Hindsight belongs to those who have the luxury of second chances. Regret presumes there are forks in the road. The agony of wishing to change one’s past comes with the subtle and often begrudging acknowledgement that one can amend their future, however small that may be.
Those freedoms were taken from us, the survivors of humanity in the distant future. I didn’t fully realize it, but I understood far more of Amon Russ as I was unplugged from the feeding tubes and the cortical filaments sucked from my flesh. As I lay gasping on that floor while the Xurak doctor took readings with some strange instrument, I came to the somber idea that there was nothing in my choices which could’ve changed this outcome.
There was no avoiding this. There was nothing I could’ve done better or smarter, no chance to have foreseen this nightmare—except that Kairon had warned me. The others too, in their own ways. They had all known that some catastrophe was coming in my life. They didn’t need to petition the Solathan Oracle to deduce that.

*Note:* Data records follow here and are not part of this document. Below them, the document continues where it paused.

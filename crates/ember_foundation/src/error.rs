//! Error types for command-argument parsing.
//!
//! Uses `thiserror` for ergonomic error definition. Every error carries a
//! finished, user-facing message; the dispatch layer is expected to catch
//! these at its boundary and relay them to the invoking console or player.

use thiserror::Error;

/// The error type surfaced by all asserting argument operations.
///
/// The `try_*` family of operations never constructs one of these; callers
/// opting into try-semantics branch on `Option`/`bool` results instead.
#[derive(Debug, Error)]
#[error("{kind}")]
pub struct Error {
    /// The kind of error that occurred.
    pub kind: ErrorKind,
}

impl Error {
    /// Creates a new error with the given kind.
    #[must_use]
    pub fn new(kind: ErrorKind) -> Self {
        Self { kind }
    }

    /// Creates a too-few-arguments error.
    #[must_use]
    pub fn too_few_arguments() -> Self {
        Self::new(ErrorKind::TooFewArguments)
    }

    /// Creates a type mismatch error for the given 1-based argument position.
    #[must_use]
    pub fn type_mismatch(position: usize, expected: &'static str) -> Self {
        Self::new(ErrorKind::TypeMismatch { position, expected })
    }

    /// Creates a syntax error rendering the full expected grammar.
    #[must_use]
    pub fn syntax(usage: impl Into<String>) -> Self {
        Self::new(ErrorKind::Syntax {
            usage: usage.into(),
        })
    }

    /// Creates a no-arguments-expected error.
    #[must_use]
    pub fn no_arguments_expected() -> Self {
        Self::new(ErrorKind::NoArgumentsExpected)
    }

    /// Creates an invalid-time error.
    #[must_use]
    pub fn invalid_time() -> Self {
        Self::new(ErrorKind::InvalidTime)
    }
}

/// Categorized error kinds for pattern matching.
#[derive(Debug, Error)]
pub enum ErrorKind {
    /// An argument position beyond the current token count was requested.
    #[error("too few arguments given")]
    TooFewArguments,

    /// A token was present but failed the expected type's coercion rule.
    #[error("expected {expected} for argument {position}")]
    TypeMismatch {
        /// The 1-based argument position.
        position: usize,
        /// Human-readable description of the expected type.
        expected: &'static str,
    },

    /// The token sequence did not match the expected command grammar.
    ///
    /// Literal mismatches fold into this kind; the rendered usage shows the
    /// full expected pattern, not which part failed.
    #[error("expected syntax: {usage}")]
    Syntax {
        /// The rendered expected grammar, e.g. `at <an integer number>`.
        usage: String,
    },

    /// Arguments were supplied to a command that takes none.
    #[error("no arguments expected")]
    NoArgumentsExpected,

    /// A syntactically valid time-of-day whose game time falls outside the
    /// valid day range. The parse rules make this unreachable in practice,
    /// but the coercion path checks it anyway.
    #[error("invalid time")]
    InvalidTime,
}
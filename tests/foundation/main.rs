//! Integration tests for ember_foundation.
//!
//! Tests for the error taxonomy and the Duration value type.

mod duration_tests;
mod error_tests;
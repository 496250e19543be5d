//! Non-negative durations with suffix-scaled parsing.

use std::fmt;

#[cfg(feature = "serde")]
use serde::{Deserialize, Serialize};

/// Recognized unit suffixes and their scale in seconds.
///
/// Checked in order: the two-character suffixes `ms` and `us` must come
/// before the single-character `s`, or the one-character check would consume
/// part of them. `mo` and `yr` do not end in a shorter suffix's character,
/// so their position is not load-bearing, but they stay grouped with their
/// single-character partners.
const SUFFIXES: [(&str, f64); 9] = [
    ("ms", 1e-3),
    ("us", 1e-6),
    ("s", 1.0),
    ("m", 60.0),
    ("h", 3600.0),
    ("d", 86_400.0),
    ("mo", 30.0 * 86_400.0),
    ("y", 365.0 * 86_400.0),
    ("yr", 365.0 * 86_400.0),
];

/// A non-negative span of time, measured in seconds.
///
/// This is a transient parse result, not a wall-clock type: command
/// arguments like `90s`, `1.5h`, or `250ms` coerce into one of these and the
/// dispatch layer reads the scaled seconds back out.
#[derive(Clone, Copy, Debug, PartialEq, PartialOrd)]
#[cfg_attr(feature = "serde", derive(Serialize, Deserialize))]
pub struct Duration(f64);

impl Duration {
    /// A zero-length duration.
    pub const ZERO: Self = Self(0.0);

    /// Creates a duration from a number of seconds.
    ///
    /// Returns `None` if the value is negative or non-finite.
    #[must_use]
    pub fn from_seconds(seconds: f64) -> Option<Self> {
        if seconds.is_finite() && seconds >= 0.0 {
            Some(Self(seconds))
        } else {
            None
        }
    }

    /// Parses a duration literal of the form `<number><suffix>?`.
    ///
    /// The suffix is one of `ms`, `us`, `s`, `m`, `h`, `d`, `mo`, `y`, `yr`
    /// (case-sensitive, no whitespace between number and suffix); a bare
    /// number is taken as seconds. Composite literals such as `4h30m` are
    /// not supported.
    #[must_use]
    pub fn parse(input: &str) -> Option<Self> {
        let (number, scale) = match SUFFIXES.iter().find(|(suffix, _)| input.ends_with(suffix)) {
            Some((suffix, scale)) => (&input[..input.len() - suffix.len()], *scale),
            None => (input, 1.0),
        };

        let value: f64 = number.parse().ok()?;
        Self::from_seconds(value * scale)
    }

    /// The length of this duration in seconds.
    #[must_use]
    pub fn seconds(self) -> f64 {
        self.0
    }
}

impl fmt::Display for Duration {
    fn fmt(&self, f: &mut fmt::Formatter<'_>) -> fmt::Result {
        write!(f, "{}s", self.0)
    }
}
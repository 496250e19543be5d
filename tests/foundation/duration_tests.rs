//! Integration tests for Duration parsing.
//!
//! Sweeps the suffix grids over every byte-sized count and checks the
//! order-sensitive suffix handling.

use ember::foundation::Duration;

#[test]
fn seconds_suffix_over_full_byte_range() {
    for i in 0u32..=255 {
        let parsed = Duration::parse(&format!("{i}s")).unwrap();
        assert_eq!(parsed.seconds(), f64::from(i), "{i}s");
    }
}

#[test]
fn millisecond_suffix_over_full_byte_range() {
    for i in 0u32..=255 {
        let parsed = Duration::parse(&format!("{i}ms")).unwrap();
        assert_eq!(parsed.seconds(), f64::from(i) * 1e-3, "{i}ms");
    }
}

#[test]
fn hour_suffix_over_full_byte_range() {
    for i in 0u32..=255 {
        let parsed = Duration::parse(&format!("{i}h")).unwrap();
        assert_eq!(parsed.seconds(), f64::from(i) * 3600.0, "{i}h");
    }
}

#[test]
fn all_suffix_scales() {
    let cases = [
        ("3ms", 3e-3),
        ("3us", 3e-6),
        ("3s", 3.0),
        ("3m", 180.0),
        ("3h", 10_800.0),
        ("3d", 259_200.0),
        ("3mo", 3.0 * 30.0 * 86_400.0),
        ("3y", 3.0 * 365.0 * 86_400.0),
        ("3yr", 3.0 * 365.0 * 86_400.0),
        ("3", 3.0),
    ];
    for (input, seconds) in cases {
        assert_eq!(Duration::parse(input).unwrap().seconds(), seconds, "{input}");
    }
}

#[test]
fn month_and_year_are_not_eaten_by_shorter_suffixes() {
    // "mo" must not parse as minutes, "yr" must not parse as years-plus-junk
    assert_eq!(Duration::parse("1mo").unwrap().seconds(), 2_592_000.0);
    assert_eq!(Duration::parse("1yr").unwrap(), Duration::parse("1y").unwrap());
}

#[test]
fn suffix_without_number_fails() {
    for input in ["ms", "us", "s", "m", "h", "d", "mo", "y", "yr"] {
        assert_eq!(Duration::parse(input), None, "{input}");
    }
}

#[test]
fn composite_literals_are_unsupported() {
    assert_eq!(Duration::parse("4h30m"), None);
    assert_eq!(Duration::parse("1m30s"), None);
}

In the great fatalistic texts of the Pajjarns, a common theme runs throughout. That to form connections, to create bonds, to tie oneself to another, it to invite tragedy. That no matter what, everyone departs you the same. As I sign the order for a thousand ships to deploy to their worlds, I admit that I agree with the second part.
However, speaking as the boy who suffered on that Xurak ship, I must contest that it is the opposite. Tragedy is the natural order of things. It invites itself regardless of what you do. But if that child had had a nation, a people, a real home—shields against the likes of the Xurak, then none of what had happened on that ship needed to pass.
We create bonds because they shield us from a thousand worse tragedies. Those who are lucky enough to enjoy such protection rarely think of the lives they would’ve had without. To rely on other people isn’t weakness. It’s the only bulwark against the storm we have.
I didn’t have a homeworld to fight for me. I didn’t have a fleet or an army or even a tribe.
All I had in that moment was a single man—the man who was now my father. Because of the lives we were destined to lead, he wasn’t able to shield me from the horrors of the galaxy. He wasn’t able to protect me from the Xurak. He wasn’t even able to save that simple boy raised by the insects. That child was gone the moment the Xurak doctor finished his bloody work.
However, that one man was able to save my life, my future. Of the days Amon Russ suffered, the man who sacrificed so much for a child who was doomed to experience every misery anyway, I only wish he had known the difference it made.
…
The Xurak doctor had led me to the surgical table again. And although I am sure he had methods to compel me, he needed none of them. I walked blithely to the physician’s altar and laid down for whatever he had planned for me. But instead of going to his tools, the doctor paced around the surgical bed, deep in contemplation.
I did not care, for I was nothing more than a corpse on the table, inert and uncaring.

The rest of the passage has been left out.